Turkish corporate debt costs at lowest level in 4.5 years after lira rally

The cost of borrowing for Turkish companies in dollars has dropped to the lowest level since July 2016 after the lira led a rally in emerging market currencies this year.
Turkish firms are now on track to
roll over $6.7 billion of foreign bonds this year, Bloomberg reported on
Thursday. At the front of the queue have been four of the country’s banks,
including state-run lenders Vakıfbank and Ziraat Bank, who raised $2.2 billion
since October.
Bloomberg said yields demanded by
investors in the $170 billion market have declined to less than half of last
year’s costs.
The lira has gained by about 20
percent against the dollar since November, when Turkish President Recep Tayyip
Erdoğan sacked and replaced the governor of the central bank and appointed a
new treasury and finance minister. In the first nine months of last year,
issuance of corporate debt dropped by half and forced the country’s sovereign
wealth fund to abandon a sale of bonds.
Governor Naci Ağbal has raised the
central bank’s benchmark interest rate to 17 percent from 10.25 percent since
early November, increasing demand for Turkish assets among foreign investors.

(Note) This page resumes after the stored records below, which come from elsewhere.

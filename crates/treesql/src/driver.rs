//! Connections to datasets and prepared statements on them.
//!
//! A [`Driver`] keeps a registry of open datasets. Connections to the same
//! dataset share one registry entry and one dataset handle, the handle is
//! released when the last connection to it closes.
use std::collections::HashMap;
use std::collections::hash_map::Entry;
use std::sync::Arc;
use std::sync::atomic::{AtomicBool, AtomicU64, Ordering};

use parking_lot::Mutex;
use tracing::{debug, warn};
use treestore::{Dataset, DatasetOpener};

use crate::config::DriverConfig;
use crate::errors::{Result, TreeSqlError, internal};
use crate::parser::parse_single_statement;
use crate::planner::{QueryPlan, plan_statement};
use crate::rows::Rows;
use crate::value::Value;

/// Entry point for opening connections.
///
/// Cheap to clone, clones share the same registry.
#[derive(Debug, Clone)]
pub struct Driver {
    inner: Arc<DriverInner>,
}

#[derive(Debug)]
struct DriverInner {
    opener: Arc<dyn DatasetOpener>,
    config: DriverConfig,
    registry: Mutex<HashMap<String, RegistryEntry>>,
    next_statement_id: AtomicU64,
}

#[derive(Debug)]
struct RegistryEntry {
    dataset: Arc<dyn Dataset>,
    /// Whether the driver opened the dataset, and so has to close it.
    owned: bool,
    refs: usize,
    statements: HashMap<u64, Arc<StatementState>>,
}

#[derive(Debug)]
struct StatementState {
    id: u64,
    sql: String,
    plan: Arc<QueryPlan>,
    closed: AtomicBool,
}

impl Driver {
    pub fn new(opener: Arc<dyn DatasetOpener>) -> Self {
        Self::with_config(opener, DriverConfig::default())
    }

    /// Create a driver, validating the config.
    pub fn try_new(opener: Arc<dyn DatasetOpener>, config: DriverConfig) -> Result<Self> {
        config.sql_dialect()?;
        Ok(Self::with_config(opener, config))
    }

    fn with_config(opener: Arc<dyn DatasetOpener>, config: DriverConfig) -> Self {
        Driver {
            inner: Arc::new(DriverInner {
                opener,
                config,
                registry: Mutex::new(HashMap::new()),
                next_statement_id: AtomicU64::new(0),
            }),
        }
    }

    pub fn config(&self) -> &DriverConfig {
        &self.inner.config
    }

    /// Open a connection to a dataset by name.
    ///
    /// If the dataset is already open through this driver, the connection
    /// shares the open handle.
    pub fn open(&self, name: &str) -> Result<Connection> {
        if let Some(dataset) = self.inner.acquire(name) {
            return Ok(Connection::new(self.inner.clone(), name, dataset));
        }

        // Opening may be slow, don't hold the registry lock for it.
        let dataset = self
            .inner
            .opener
            .open(name)
            .map_err(|source| TreeSqlError::Open {
                name: name.to_string(),
                source,
            })?;

        let mut registry = self.inner.registry.lock();
        match registry.entry(name.to_string()) {
            Entry::Occupied(mut ent) => {
                // Lost a race with another open of the same name.
                let shared = {
                    let ent = ent.get_mut();
                    ent.refs += 1;
                    ent.dataset.clone()
                };
                drop(ent);
                drop(registry);
                if let Err(e) = dataset.close() {
                    warn!(%e, name, "failed to close duplicate dataset handle");
                }
                Ok(Connection::new(self.inner.clone(), name, shared))
            }
            Entry::Vacant(ent) => {
                ent.insert(RegistryEntry {
                    dataset: dataset.clone(),
                    owned: true,
                    refs: 1,
                    statements: HashMap::new(),
                });
                debug!(name, "opened dataset");
                Ok(Connection::new(self.inner.clone(), name, dataset))
            }
        }
    }

    /// Open a connection to a dataset the caller already holds.
    ///
    /// The caller keeps ownership, closing connections never closes the
    /// dataset.
    pub fn adopt(&self, dataset: Arc<dyn Dataset>) -> Connection {
        let name = dataset.name().to_string();
        let mut registry = self.inner.registry.lock();
        let ent = registry.entry(name.clone()).or_insert_with(|| {
            debug!(%name, "adopted dataset");
            RegistryEntry {
                dataset,
                owned: false,
                refs: 0,
                statements: HashMap::new(),
            }
        });
        ent.refs += 1;
        let dataset = ent.dataset.clone();
        drop(registry);

        Connection::new(self.inner.clone(), &name, dataset)
    }

    /// Number of datasets currently registered.
    pub fn open_count(&self) -> usize {
        self.inner.registry.lock().len()
    }

    /// Number of open connections to a registered dataset.
    pub fn ref_count(&self, name: &str) -> Option<usize> {
        self.inner.registry.lock().get(name).map(|ent| ent.refs)
    }
}

impl DriverInner {
    /// Take another reference to an already registered dataset.
    fn acquire(&self, name: &str) -> Option<Arc<dyn Dataset>> {
        let mut registry = self.registry.lock();
        let ent = registry.get_mut(name)?;
        ent.refs += 1;
        debug!(name, refs = ent.refs, "reusing open dataset");
        Some(ent.dataset.clone())
    }

    /// Drop a reference to a dataset, tearing down its entry once nothing
    /// references it.
    fn release(&self, name: &str) -> Result<()> {
        let ent = {
            let mut registry = self.registry.lock();
            let Some(ent) = registry.get_mut(name) else {
                return Err(internal!("dataset {name:?} is not registered"));
            };
            if ent.refs > 1 {
                ent.refs -= 1;
                return Ok(());
            }
            // Removed even if closing below fails.
            match registry.remove(name) {
                Some(ent) => ent,
                None => return Err(internal!("dataset {name:?} is not registered")),
            }
        };

        for stmt in ent.statements.values() {
            stmt.closed.store(true, Ordering::SeqCst);
        }
        debug!(
            name,
            owned = ent.owned,
            statements = ent.statements.len(),
            "releasing dataset"
        );

        if ent.owned {
            ent.dataset.close().map_err(|source| TreeSqlError::Close {
                name: name.to_string(),
                source,
            })?;
        }
        Ok(())
    }

    fn register_statement(&self, name: &str, stmt: Arc<StatementState>) -> Result<()> {
        let mut registry = self.registry.lock();
        let ent = registry
            .get_mut(name)
            .ok_or_else(|| internal!("dataset {name:?} is not registered"))?;
        ent.statements.insert(stmt.id, stmt);
        Ok(())
    }

    fn unregister_statement(&self, name: &str, id: u64) {
        // The entry is gone if the connection was closed first.
        if let Some(ent) = self.registry.lock().get_mut(name) {
            ent.statements.remove(&id);
        }
    }
}

/// A connection to a single dataset.
///
/// Closed on drop.
#[derive(Debug)]
pub struct Connection {
    driver: Arc<DriverInner>,
    name: String,
    dataset: Arc<dyn Dataset>,
    closed: bool,
}

impl Connection {
    fn new(driver: Arc<DriverInner>, name: &str, dataset: Arc<dyn Dataset>) -> Self {
        Connection {
            driver,
            name: name.to_string(),
            dataset,
            closed: false,
        }
    }

    /// Name of the dataset this connection is registered under.
    pub fn name(&self) -> &str {
        &self.name
    }

    pub fn dataset(&self) -> &Arc<dyn Dataset> {
        &self.dataset
    }

    pub fn is_closed(&self) -> bool {
        self.closed
    }

    /// Parse and compile a statement.
    pub fn prepare(&self, sql: &str) -> Result<Statement> {
        self.check_open()?;

        let dialect = self.driver.config.sql_dialect()?;
        let stmt = parse_single_statement(dialect.as_ref(), sql)?;
        let plan = plan_statement(self.dataset.as_ref(), stmt)?;

        let state = Arc::new(StatementState {
            id: self.driver.next_statement_id.fetch_add(1, Ordering::Relaxed),
            sql: sql.to_string(),
            plan: Arc::new(plan),
            closed: AtomicBool::new(false),
        });
        self.driver.register_statement(&self.name, state.clone())?;

        Ok(Statement {
            driver: self.driver.clone(),
            name: self.name.clone(),
            state,
        })
    }

    /// Prepare and run a query in one step.
    pub fn query(&self, sql: &str, args: &[Value]) -> Result<Rows> {
        let mut stmt = self.prepare(sql)?;
        let rows = stmt.query(args);
        stmt.close()?;
        rows
    }

    /// Statements that modify the dataset aren't supported.
    ///
    /// The sql is still parsed, so syntax errors are reported as such.
    pub fn exec(&self, sql: &str, _args: &[Value]) -> Result<()> {
        self.check_open()?;
        let dialect = self.driver.config.sql_dialect()?;
        parse_single_statement(dialect.as_ref(), sql)?;
        Err(TreeSqlError::NotImplemented("exec"))
    }

    pub fn begin(&self) -> Result<()> {
        Err(TreeSqlError::NotImplemented("begin"))
    }

    pub fn commit(&self) -> Result<()> {
        Err(TreeSqlError::NotImplemented("commit"))
    }

    pub fn rollback(&self) -> Result<()> {
        Err(TreeSqlError::NotImplemented("rollback"))
    }

    /// Close the connection. Closing more than once is fine.
    ///
    /// Closing the last connection to a dataset closes all statements
    /// prepared on it, and closes the dataset if the driver opened it.
    pub fn close(&mut self) -> Result<()> {
        if self.closed {
            return Ok(());
        }
        self.closed = true;
        self.driver.release(&self.name)
    }

    fn check_open(&self) -> Result<()> {
        if self.closed {
            return Err(TreeSqlError::Closed("connection"));
        }
        Ok(())
    }
}

impl Drop for Connection {
    fn drop(&mut self) {
        if let Err(e) = self.close() {
            warn!(%e, name = %self.name, "failed to close connection");
        }
    }
}

/// A compiled query.
///
/// Closed on drop, or when the last connection to its dataset closes.
#[derive(Debug)]
pub struct Statement {
    driver: Arc<DriverInner>,
    name: String,
    state: Arc<StatementState>,
}

impl Statement {
    pub fn sql(&self) -> &str {
        &self.state.sql
    }

    /// Names of the output columns.
    pub fn columns(&self) -> &[String] {
        &self.state.plan.columns
    }

    /// Number of bound arguments the statement expects.
    pub fn num_input(&self) -> usize {
        self.state.plan.num_inputs
    }

    pub fn is_closed(&self) -> bool {
        self.state.closed.load(Ordering::SeqCst)
    }

    /// Run the query with the given bound arguments.
    pub fn query(&self, args: &[Value]) -> Result<Rows> {
        if self.is_closed() {
            return Err(TreeSqlError::Closed("statement"));
        }
        self.state.plan.execute(args)
    }

    pub fn exec(&self, _args: &[Value]) -> Result<()> {
        Err(TreeSqlError::NotImplemented("exec"))
    }

    /// Close the statement. Closing more than once is fine.
    pub fn close(&mut self) -> Result<()> {
        if !self.state.closed.swap(true, Ordering::SeqCst) {
            self.driver.unregister_statement(&self.name, self.state.id);
        }
        Ok(())
    }
}

impl Drop for Statement {
    fn drop(&mut self) {
        if let Err(e) = self.close() {
            warn!(%e, sql = %self.state.sql, "failed to close statement");
        }
    }
}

“The positive Turkish economic developments have
increased demand for Turkish bonds and stocks,” said Fatma Nur Çetinel, head of
investor relations at Ziraat Bank, according to Bloomberg. “Our policy is to
take advantage of favourable conditions for borrowing in international markets.”
Turkish firms have also benefitted
from an increase in investor appetite for riskier emerging market assets as the
roll out of vaccinations for COVID-19 improved the global economic outlook.
Bloomberg said the new economic
landscape may allow Turkish firms to switch away from building cash in their
balance sheets to ensure they can meet debt obligations, a trend observed since
a currency crisis in the summer of 2018.
“Turkey’s policy framework has become more mainstream and that is highly welcome,” said Merno Stroemer, head of corporate bonds at Fisch Asset Management in Zurich, Switzerland. “Turkey can be very unpredictable, but the current direction is a good one.”